The Principles of Exercise Therapy
- Title page for The Principles of Exercise Therapy (Third edition, 1966)
- Author: M. Dena Gardiner
- Language: English
- Published: 1953 (George Bell & Sons)
- Publication place: England
- Media type: Print (hardback)
- Pages: 260
- OCLC: 559087773

= The Principles of Exercise Therapy =

1953 book by M. Dena Gardiner

The Principles of Exercise Therapy is a 1953 book by M. Dena Gardiner.

==About the book==
The Principles of Exercise Therapy book is explained in detailed about exercises. Physical training is physical activity that improves physical condition and health.
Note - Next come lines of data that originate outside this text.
use std::collections::BTreeSet;
use std::fmt::{self, Debug, Display, Formatter};
use indexmap::IndexSet;
use crate::bnf::Terminal;

/// Ordered set of terminal categories.
#[derive(Clone, Default, PartialEq, Eq, PartialOrd, Ord, Hash)]
pub struct TermSet {
  set: BTreeSet<Terminal>,
}

impl TermSet {
  pub const EMPTY: TermSet = TermSet {
    set: BTreeSet::new(),
  };

  pub fn new() -> Self {
    Self::default()
  }

  pub fn from_terminal(t: Terminal) -> Self {
    let mut s = Self::new();
    s.insert(t);
    s
  }

  pub fn insert(&mut self, t: Terminal) -> bool {
    self.set.insert(t)
  }

  /// Returns whether the set has changed.
  pub fn union_with(&mut self, other: &TermSet) -> bool {
    let len = self.set.len();
    self.set.extend(other.set.iter().cloned());
    len != self.set.len()
  }

  pub fn contains(&self, t: &Terminal) -> bool {
    self.set.contains(t)
  }

  pub fn len(&self) -> usize {
    self.set.len()
  }

  pub fn is_empty(&self) -> bool {
    self.set.is_empty()
  }

  pub fn iter(&self) -> impl Iterator<Item = &Terminal> {
    self.set.iter()
  }
}

impl FromIterator<Terminal> for TermSet {
  fn from_iter<I: IntoIterator<Item = Terminal>>(iter: I) -> Self {
    TermSet {
      set: iter.into_iter().collect(),
    }
  }
}

impl Debug for TermSet {
  fn fmt(&self, f: &mut Formatter) -> fmt::Result {
    f.debug_set().entries(self.set.iter()).finish()
  }
}

/// Renders as `a | b | c`.
impl Display for TermSet {
  fn fmt(&self, f: &mut Formatter) -> fmt::Result {
    for (i, t) in self.set.iter().enumerate() {
      if i > 0 {
        write!(f, " | ")?;
      }
      write!(f, "{}", t)?;
    }
    Ok(())
  }
}

/// Handle to a lookahead set stored in `Lookaheads`.
#[derive(Clone, Copy, PartialEq, Eq, PartialOrd, Ord, Hash, Debug)]
pub(crate) struct LaId(pub(crate) u32);

/// Arena of lookahead sets shared by every item of an automaton.
///
/// Sets are interned, so two handles are equal exactly when the sets are
/// equal by value and items can compare lookaheads through their handles.
#[derive(Default)]
pub(crate) struct Lookaheads {
  sets: IndexSet<TermSet>,
}

impl Lookaheads {
  pub(crate) fn intern(&mut self, set: TermSet) -> LaId {
    LaId(self.sets.insert_full(set).0 as u32)
  }

  pub(crate) fn get(&self, id: LaId) -> &TermSet {
    &self.sets[id.0 as usize]
  }

  pub(crate) fn len(&self) -> usize {
    self.sets.len()
  }
}

#[cfg(test)]
mod tests {
  use super::*;
  use pretty_assertions::assert_eq;

  #[test]
  fn union() {
    let mut set = TermSet::from_terminal(Terminal::Byte(b'b'));

    assert!(set.union_with(&[Terminal::End, Terminal::Byte(b'a')].into_iter().collect()));
    assert!(!set.union_with(&TermSet::from_terminal(Terminal::End)));

    let vec = set.iter().cloned().collect::<Vec<_>>();
    assert_eq!(vec, vec![Terminal::Byte(b'a'), Terminal::Byte(b'b'), Terminal::End]);
    assert_eq!(set.to_string(), "'a' | 'b' | end of input");
  }

  #[test]
  fn interning_shares_equal_sets() {
    let mut arena = Lookaheads::default();
    let a = arena.intern(TermSet::from_terminal(Terminal::End));
    let b = arena.intern(TermSet::from_terminal(Terminal::Byte(0)));
    let c = arena.intern(TermSet::from_terminal(Terminal::End));

    assert_eq!(a, c);
    assert_ne!(a, b);
    assert_eq!(arena.len(), 2);
    assert!(arena.get(b).contains(&Terminal::Byte(0)));
  }
}
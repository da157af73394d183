//! LR(1) table generator for byte-level grammars, with a push parser that
//! forks on every conflict instead of resolving it.

pub mod config;
pub mod error;
pub mod grammar;
pub mod parser;
mod bnf;

pub use bnf::{NontermId, ProdId, Terminal, END_COLUMN};
pub use config::Config;
pub use error::{BuildError, GrammarError, Lookahead, ParseRejected, Position, SyntaxError};
pub use grammar::Grammar;
pub use parser::{Action, Engine, ParseTable, Parser, StateId, TermSet};

pub fn build(grammar: Grammar) -> Result<Parser, BuildError> {
  Parser::new(grammar, Config::default())
}

pub fn build_with(grammar: Grammar, config: Config) -> Result<Parser, BuildError> {
  Parser::new(grammar, config)
}
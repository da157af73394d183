use std::fmt::{self, Debug, Formatter};
use crate::bnf::{Terminal, END_COLUMN};

type Block = u64;

const BLOCK_BITS: usize = Block::BITS as usize;

/// Number of terminal columns: every byte plus end-of-input.
pub const TERMINAL_COLUMNS: usize = END_COLUMN + 1;

const BLOCKS: usize = (TERMINAL_COLUMNS + BLOCK_BITS - 1) / BLOCK_BITS;

/// Set of terminal columns, used to spread a terminal category over the
/// action table.
#[derive(Clone, Copy, Default, PartialEq, Eq, Hash)]
pub struct ColumnSet {
  blocks: [Block; BLOCKS],
}

impl ColumnSet {
  pub fn new() -> Self {
    Self::default()
  }

  pub fn from_terminal(t: &Terminal) -> Self {
    let mut s = Self::new();
    match t {
      Terminal::Byte(b) => s.insert(*b as usize),
      Terminal::Range(lo, hi) => (*lo..=*hi).for_each(|b| s.insert(b as usize)),
      Terminal::Choice(bytes) => bytes.iter().for_each(|&b| s.insert(b as usize)),
      Terminal::End => s.insert(END_COLUMN),
    }
    s
  }

  pub fn insert(&mut self, column: usize) {
    self.blocks[column / BLOCK_BITS] |= 1 << (column % BLOCK_BITS);
  }

  #[cfg(test)]
  pub fn contains(&self, column: usize) -> bool {
    column < TERMINAL_COLUMNS
      && self.blocks[column / BLOCK_BITS] >> (column % BLOCK_BITS) & 1 == 1
  }

  /// Returns whether the set has changed.
  pub fn union_with(&mut self, other: &ColumnSet) -> bool {
    let before = self.blocks;
    for (block, theirs) in self.blocks.iter_mut().zip(other.blocks) {
      *block |= theirs;
    }
    before != self.blocks
  }

  pub fn iter(&self) -> Columns {
    Columns {
      blocks: self.blocks,
      index: 0,
    }
  }
}

/// Ascending columns of a [`ColumnSet`].
pub struct Columns {
  blocks: [Block; BLOCKS],
  index: usize,
}

impl Iterator for Columns {
  type Item = usize;

  fn next(&mut self) -> Option<usize> {
    while self.index < BLOCKS {
      let block = &mut self.blocks[self.index];
      if *block != 0 {
        let bit = block.trailing_zeros() as usize;
        *block &= *block - 1;
        return Some(self.index * BLOCK_BITS + bit);
      }
      self.index += 1;
    }
    None
  }
}

impl Debug for ColumnSet {
  fn fmt(&self, f: &mut Formatter) -> fmt::Result {
    f.debug_set().entries(self.iter()).finish()
  }
}

#[cfg(test)]
mod tests {
  use super::*;
  use pretty_assertions::assert_eq;

  #[test]
  fn insert() {
    let mut set = ColumnSet::new();

    set.insert(7);
    set.insert(3);
    set.insert(7);
    set.insert(130);

    assert_eq!(set.iter().collect::<Vec<_>>(), vec![3, 7, 130]);
    assert!(set.contains(130));
    assert!(!set.contains(4));
    assert!(!set.contains(TERMINAL_COLUMNS));
  }

  #[test]
  fn terminal_columns() {
    let range = ColumnSet::from_terminal(&Terminal::Range(0x30, 0x32));
    assert_eq!(range.iter().collect::<Vec<_>>(), vec![0x30, 0x31, 0x32]);

    let mut set = ColumnSet::from_terminal(&Terminal::Byte(0xFF));
    assert!(set.union_with(&ColumnSet::from_terminal(&Terminal::End)));
    assert!(!set.union_with(&ColumnSet::from_terminal(&Terminal::End)));
    assert_eq!(set.iter().collect::<Vec<_>>(), vec![0xFF, END_COLUMN]);
  }
}
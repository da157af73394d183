/// Knobs for running the engine.
#[derive(Debug, Clone, PartialEq, Eq)]
pub struct Config {
  /// Upper bound on live paths. Forks past it are dropped.
  pub max_paths: Option<usize>,
  /// Reductions one path may perform on a single lookahead without its
  /// stack shrinking. Unit cycles are cut on their own; this bounds long
  /// acyclic chains of unit productions.
  pub max_reductions: usize,
  /// A pruned path is reported only while at most this many paths are
  /// alive. Short-lived speculative paths stay quiet.
  pub report_paths_at_most: Option<usize>,
}

impl Default for Config {
  fn default() -> Self {
    Config {
      max_paths: None,
      max_reductions: 4096,
      report_paths_at_most: None,
    }
  }
}

impl Config {
  pub fn max_paths(mut self, n: usize) -> Self {
    self.max_paths = Some(n);
    self
  }

  pub fn max_reductions(mut self, n: usize) -> Self {
    self.max_reductions = n;
    self
  }

  pub fn report_paths_at_most(mut self, n: usize) -> Self {
    self.report_paths_at_most = Some(n);
    self
  }
}
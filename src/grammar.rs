//! Builder for flat grammars: a start symbol plus an ordered list of
//! productions whose right-hand sides are already free of alternation,
//! repetition and epsilon.

use std::fmt::{self, Display, Formatter};

#[derive(Debug, Clone)]
pub struct Grammar {
  pub(crate) start: String,
  pub(crate) prods: Vec<(String, Vec<Rhs>)>,
  pub(crate) base: u32,
}

/// One entry of a right-hand side.
#[derive(Debug, Clone, PartialEq, Eq)]
pub struct Rhs(pub(crate) RhsVariant);

#[derive(Debug, Clone, PartialEq, Eq)]
pub(crate) enum RhsVariant {
  Lit(u8),
  Range(u8, u8),
  Choice(Vec<u8>),
  Sym(String),
}

pub fn lit(
  byte: u8,
) -> Rhs {
  Rhs(RhsVariant::Lit(byte))
}

/// A run of literal bytes, one entry per byte.
pub fn text(
  s: &str,
) -> Vec<Rhs> {
  s.bytes().map(lit).collect()
}

/// Inclusive byte range.
pub fn range(
  lo: u8,
  hi: u8,
) -> Rhs {
  Rhs(RhsVariant::Range(lo, hi))
}

/// Any one of the given bytes. Duplicates are dropped and the set is sorted.
pub fn one_of(
  bytes: &[u8],
) -> Rhs {
  let mut bytes = bytes.to_vec();
  bytes.sort_unstable();
  bytes.dedup();
  Rhs(RhsVariant::Choice(bytes))
}

pub fn sym(
  name: impl Into<String>,
) -> Rhs {
  Rhs(RhsVariant::Sym(name.into()))
}

impl From<u8> for Rhs {
  fn from(byte: u8) -> Rhs {
    lit(byte)
  }
}

impl From<&str> for Rhs {
  fn from(name: &str) -> Rhs {
    sym(name)
  }
}

pub fn grammar<R>(
  start: &str,
  prods: impl IntoIterator<Item = (&'static str, R)>,
) -> Grammar
  where R: IntoIterator<Item = Rhs>
{
  prods.into_iter()
    .fold(Grammar::new(start), |g, (lhs, rhs)| g.prod(lhs, rhs))
}

impl Grammar {
  pub fn new(
    start: impl Into<String>,
  ) -> Self {
    Grammar {
      start: start.into(),
      prods: vec![],
      base: 0,
    }
  }

  /// Appends a production. Alternatives of one nonterminal keep the order
  /// in which they are added.
  pub fn prod(
    mut self,
    lhs: impl Into<String>,
    rhs: impl IntoIterator<Item = Rhs>,
  ) -> Self {
    self.prods.push((lhs.into(), rhs.into_iter().collect()));
    self
  }

  /// Id given to the first production; later ones count up from it.
  pub fn production_base(mut self, base: u32) -> Self {
    self.base = base;
    self
  }

  pub fn start(&self) -> &str {
    &self.start
  }

  pub fn len(&self) -> usize {
    self.prods.len()
  }

  pub fn is_empty(&self) -> bool {
    self.prods.is_empty()
  }
}

impl Display for Rhs {
  fn fmt(&self, f: &mut Formatter) -> fmt::Result {
    match &self.0 {
      RhsVariant::Lit(b) => write_byte(f, *b),
      RhsVariant::Range(lo, hi) => write!(f, "%x{:02X}-{:02X}", lo, hi),
      RhsVariant::Choice(bytes) => {
        write!(f, "(")?;
        for (i, b) in bytes.iter().enumerate() {
          if i > 0 {
            write!(f, " | ")?;
          }
          write_byte(f, *b)?;
        }
        write!(f, ")")
      }
      RhsVariant::Sym(name) => write!(f, "{}", name),
    }
  }
}

impl Display for Grammar {
  fn fmt(&self, f: &mut Formatter) -> fmt::Result {
    for (lhs, rhs) in &self.prods {
      write!(f, "{} ->", lhs)?;
      for r in rhs {
        write!(f, " {}", r)?;
      }
      writeln!(f)?;
    }
    Ok(())
  }
}

pub(crate) fn write_byte(f: &mut Formatter, b: u8) -> fmt::Result {
  if b.is_ascii_graphic() || b == b' ' {
    write!(f, "'{}'", b as char)
  } else {
    write!(f, "%x{:02X}", b)
  }
}
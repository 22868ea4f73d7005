use archive_kernel_core::{
    blob_from_json, blob_to_json, FieldMap, FieldSpec, FieldValue, SchemaDescriptor,
};
use rusqlite::types::{Value as SqlValue, ValueRef};
use rusqlite::{params, Connection, OptionalExtension, Row};
use serde_json::Value;

/// Describe the current column shape of `entity` from the SQLite catalog.
///
/// An entity without a catalog entry yields an empty descriptor rather than an error.
pub(crate) fn describe(conn: &Connection, entity: &str) -> rusqlite::Result<SchemaDescriptor> {
    let mut stmt = conn.prepare(
        "SELECT name, type, \"notnull\", dflt_value IS NOT NULL, pk
         FROM pragma_table_info(?1)
         ORDER BY cid",
    )?;
    let fields = stmt
        .query_map(params![entity], |row| {
            let name: String = row.get(0)?;
            let declared: Option<String> = row.get(1)?;
            let not_null = row.get::<_, i64>(2)? != 0;
            let has_default: bool = row.get(3)?;
            let primary_key = row.get::<_, i64>(4)? > 0;
            Ok(FieldSpec::from_catalog(
                &name,
                declared.as_deref().unwrap_or_default(),
                not_null,
                has_default,
                primary_key,
            ))
        })?
        .collect::<rusqlite::Result<Vec<_>>>()?;

    Ok(SchemaDescriptor { entity: entity.to_string(), fields })
}

pub(crate) fn quote_ident(name: &str) -> String {
    format!("\"{}\"", name.replace('"', "\"\""))
}

/// Text content of a column that may have been stored with BLOB affinity.
pub(crate) fn text_content(value: &Value) -> Option<String> {
    match value {
        Value::String(text) => Some(text.clone()),
        other => blob_from_json(other).map(|bytes| String::from_utf8_lossy(&bytes).into_owned()),
    }
}

/// Load one row keyed by `key_column` as a loosely typed field map.
pub(crate) fn select_row(
    conn: &Connection,
    table: &str,
    key_column: &str,
    key: i64,
) -> rusqlite::Result<Option<FieldMap>> {
    let sql = format!(
        "SELECT * FROM {} WHERE {} = ?1",
        quote_ident(table),
        quote_ident(key_column)
    );
    let mut stmt = conn.prepare(&sql)?;
    let names = column_names(&stmt);
    stmt.query_row(params![key], |row| row_to_map(row, &names)).optional()
}

pub(crate) fn column_names(stmt: &rusqlite::Statement<'_>) -> Vec<String> {
    stmt.column_names().into_iter().map(str::to_string).collect()
}

pub(crate) fn row_to_map(row: &Row<'_>, names: &[String]) -> rusqlite::Result<FieldMap> {
    let mut map = FieldMap::new();
    for (index, name) in names.iter().enumerate() {
        let value = match row.get_ref(index)? {
            ValueRef::Null => Value::Null,
            ValueRef::Integer(value) => Value::from(value),
            ValueRef::Real(value) => {
                serde_json::Number::from_f64(value).map_or(Value::Null, Value::Number)
            }
            ValueRef::Text(bytes) => Value::String(String::from_utf8_lossy(bytes).into_owned()),
            ValueRef::Blob(bytes) => blob_to_json(bytes),
        };
        map.insert(name.clone(), value);
    }
    Ok(map)
}

pub(crate) fn json_to_sql(value: &Value) -> SqlValue {
    match value {
        Value::Null => SqlValue::Null,
        Value::Bool(flag) => SqlValue::Integer(i64::from(*flag)),
        Value::Number(number) => number
            .as_i64()
            .map(SqlValue::Integer)
            .or_else(|| number.as_f64().map(SqlValue::Real))
            .unwrap_or(SqlValue::Null),
        Value::String(text) => SqlValue::Text(text.clone()),
        Value::Array(_) | Value::Object(_) => {
            blob_from_json(value).map_or_else(|| SqlValue::Text(value.to_string()), SqlValue::Blob)
        }
    }
}

pub(crate) fn field_to_sql(value: &FieldValue) -> SqlValue {
    match value {
        FieldValue::Null => SqlValue::Null,
        FieldValue::Integer(value) => SqlValue::Integer(*value),
        FieldValue::Real(value) => SqlValue::Real(*value),
        FieldValue::Text(value) => SqlValue::Text(value.clone()),
        FieldValue::Blob(bytes) => SqlValue::Blob(bytes.clone()),
    }
}
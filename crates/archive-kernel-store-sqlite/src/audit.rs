use anyhow::{anyhow, Context, Result};
use archive_kernel_core::{
    ArchivalId, AuditEntry, AuditId, AuditOperation, AuditOutcome, DecodeQuality, DefaultsPolicy,
    FieldClass, FieldMap, RecordId, RequestOrigin, StoredAuditEntry,
};
use rusqlite::types::Value as SqlValue;
use rusqlite::{params, params_from_iter, Connection};
use serde_json::Value;

use crate::introspect::quote_ident;
use crate::{parse_rfc3339, rfc3339};

pub(crate) const AUDIT_FALLBACK_TARGET: &str = "archive_kernel::audit_fallback";

const REDACTED: &str = "[redacted]";

#[derive(Debug, Clone, Default, PartialEq, Eq)]
pub struct AuditFilter {
    pub archival_id: Option<ArchivalId>,
    pub original_id: Option<RecordId>,
    pub operation: Option<AuditOperation>,
    pub limit: Option<usize>,
}

/// Append one entry. Callers on the success path pass their open transaction.
pub(crate) fn record(conn: &Connection, table: &str, entry: &AuditEntry) -> rusqlite::Result<AuditId> {
    let recorded_at = rfc3339(entry.recorded_at)
        .map_err(|err| rusqlite::Error::ToSqlConversionFailure(err.into()))?;
    let sql = format!(
        "INSERT INTO {}(
            operation, archival_id, original_id, resulting_id, admin_id, reason, outcome,
            before_state, after_state, error_detail, decode_quality, origin_ip, user_agent,
            recorded_at
        ) VALUES (?1, ?2, ?3, ?4, ?5, ?6, ?7, ?8, ?9, ?10, ?11, ?12, ?13, ?14)",
        quote_ident(table)
    );
    conn.execute(
        &sql,
        params![
            entry.operation.as_str(),
            entry.archival_id.map(|id| id.0),
            entry.original_id.map(|id| id.0),
            entry.resulting_id.map(|id| id.0),
            entry.admin_id.0,
            entry.reason,
            entry.outcome.as_str(),
            entry.before_state.as_ref().map(Value::to_string),
            entry.after_state.as_ref().map(Value::to_string),
            entry.error_detail,
            entry.decode_quality.map(DecodeQuality::as_str),
            entry.origin.ip,
            entry.origin.user_agent,
            recorded_at,
        ],
    )?;
    Ok(AuditId(conn.last_insert_rowid()))
}

/// Persist a failure entry in its own transaction, after the operation rolled back.
///
/// When the audit store is unreachable too, the entry goes to the diagnostic log instead;
/// the caller's original error is returned untouched either way.
pub(crate) fn record_failure(conn: &mut Connection, table: &str, entry: &AuditEntry) {
    let persisted = conn.transaction().and_then(|tx| {
        record(&tx, table, entry)?;
        tx.commit()
    });

    if let Err(err) = persisted {
        let serialized = serde_json::to_string(entry)
            .unwrap_or_else(|encode_err| format!("<unserializable audit entry: {encode_err}>"));
        tracing::error!(
            target: AUDIT_FALLBACK_TARGET,
            error = %err,
            entry = %serialized,
            "failed to persist failure audit entry"
        );
    }
}

pub(crate) fn list(conn: &Connection, table: &str, filter: &AuditFilter) -> Result<Vec<StoredAuditEntry>> {
    let mut clauses = Vec::new();
    let mut bindings = Vec::new();
    if let Some(archival_id) = filter.archival_id {
        bindings.push(SqlValue::Integer(archival_id.0));
        clauses.push(format!("archival_id = ?{}", bindings.len()));
    }
    if let Some(original_id) = filter.original_id {
        bindings.push(SqlValue::Integer(original_id.0));
        clauses.push(format!("original_id = ?{}", bindings.len()));
    }
    if let Some(operation) = filter.operation {
        bindings.push(SqlValue::Text(operation.as_str().to_string()));
        clauses.push(format!("operation = ?{}", bindings.len()));
    }

    let mut sql = format!(
        "SELECT audit_id, operation, archival_id, original_id, resulting_id, admin_id, reason,
                outcome, before_state, after_state, error_detail, decode_quality, origin_ip,
                user_agent, recorded_at
         FROM {}",
        quote_ident(table)
    );
    if !clauses.is_empty() {
        sql.push_str(" WHERE ");
        sql.push_str(&clauses.join(" AND "));
    }
    sql.push_str(" ORDER BY audit_id DESC");
    if let Some(limit) = filter.limit {
        sql.push_str(&format!(" LIMIT {limit}"));
    }

    let mut stmt = conn.prepare(&sql).context("failed to prepare audit listing query")?;
    let mut rows = stmt.query(params_from_iter(bindings.iter()))?;
    let mut out = Vec::new();

    while let Some(row) = rows.next()? {
        let operation: String = row.get(1)?;
        let outcome: String = row.get(7)?;
        let before_state: Option<String> = row.get(8)?;
        let after_state: Option<String> = row.get(9)?;
        let decode_quality: Option<String> = row.get(11)?;
        let recorded_at: String = row.get(14)?;

        out.push(StoredAuditEntry {
            audit_id: AuditId(row.get(0)?),
            entry: AuditEntry {
                operation: AuditOperation::parse(&operation)
                    .ok_or_else(|| anyhow!("invalid audit operation: {operation}"))?,
                archival_id: row.get::<_, Option<i64>>(2)?.map(ArchivalId),
                original_id: row.get::<_, Option<i64>>(3)?.map(RecordId),
                resulting_id: row.get::<_, Option<i64>>(4)?.map(RecordId),
                admin_id: RecordId(row.get(5)?),
                reason: row.get(6)?,
                outcome: AuditOutcome::parse(&outcome)
                    .ok_or_else(|| anyhow!("invalid audit outcome: {outcome}"))?,
                before_state: parse_state(before_state.as_deref())?,
                after_state: parse_state(after_state.as_deref())?,
                error_detail: row.get(10)?,
                decode_quality: decode_quality.as_deref().and_then(DecodeQuality::parse),
                origin: RequestOrigin { ip: row.get(12)?, user_agent: row.get(13)? },
                recorded_at: parse_rfc3339(&recorded_at)?,
            },
        });
    }

    Ok(out)
}

fn parse_state(raw: Option<&str>) -> Result<Option<Value>> {
    raw.map(|text| serde_json::from_str(text).context("audit state is not valid JSON"))
        .transpose()
}

/// Serialize a live-row image for the audit trail with credential columns masked.
pub(crate) fn redact(fields: &FieldMap, policy: &DefaultsPolicy) -> Value {
    let object = fields
        .iter()
        .map(|(key, value)| {
            let shown = if policy.classify(key) == FieldClass::Credential && !value.is_null() {
                Value::String(REDACTED.to_string())
            } else {
                value.clone()
            };
            (key.clone(), shown)
        })
        .collect::<serde_json::Map<_, _>>();
    Value::Object(object)
}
Physical training protects the health of a person and regulates the patient's health. Physical training mechanics plays a major medicine. Walking, running, swimming, ice skating, bicycling, playing, dance, yoga, and physical exercise are all physical exercises. Heart disease, diabetes and obesity can be controlled by exercise. The book also alleges that exercise helps to reduce intellectual disability and reduce the risk of intellectual disability in the exercise. It argued that it is essential to exercise immune organs or adequate vascular organs in a coherent blood circulation.

==Reception==
The British Journal of Occupational Therapy reviewed the book in 1954, stating that "Miss Gardiner is to be congratulated on an excellent piece of work which should prove invaluable to all engaged in the rehabilitation of the physically unfit." Physical Therapy also reviewed the work.

It has been used as a university text.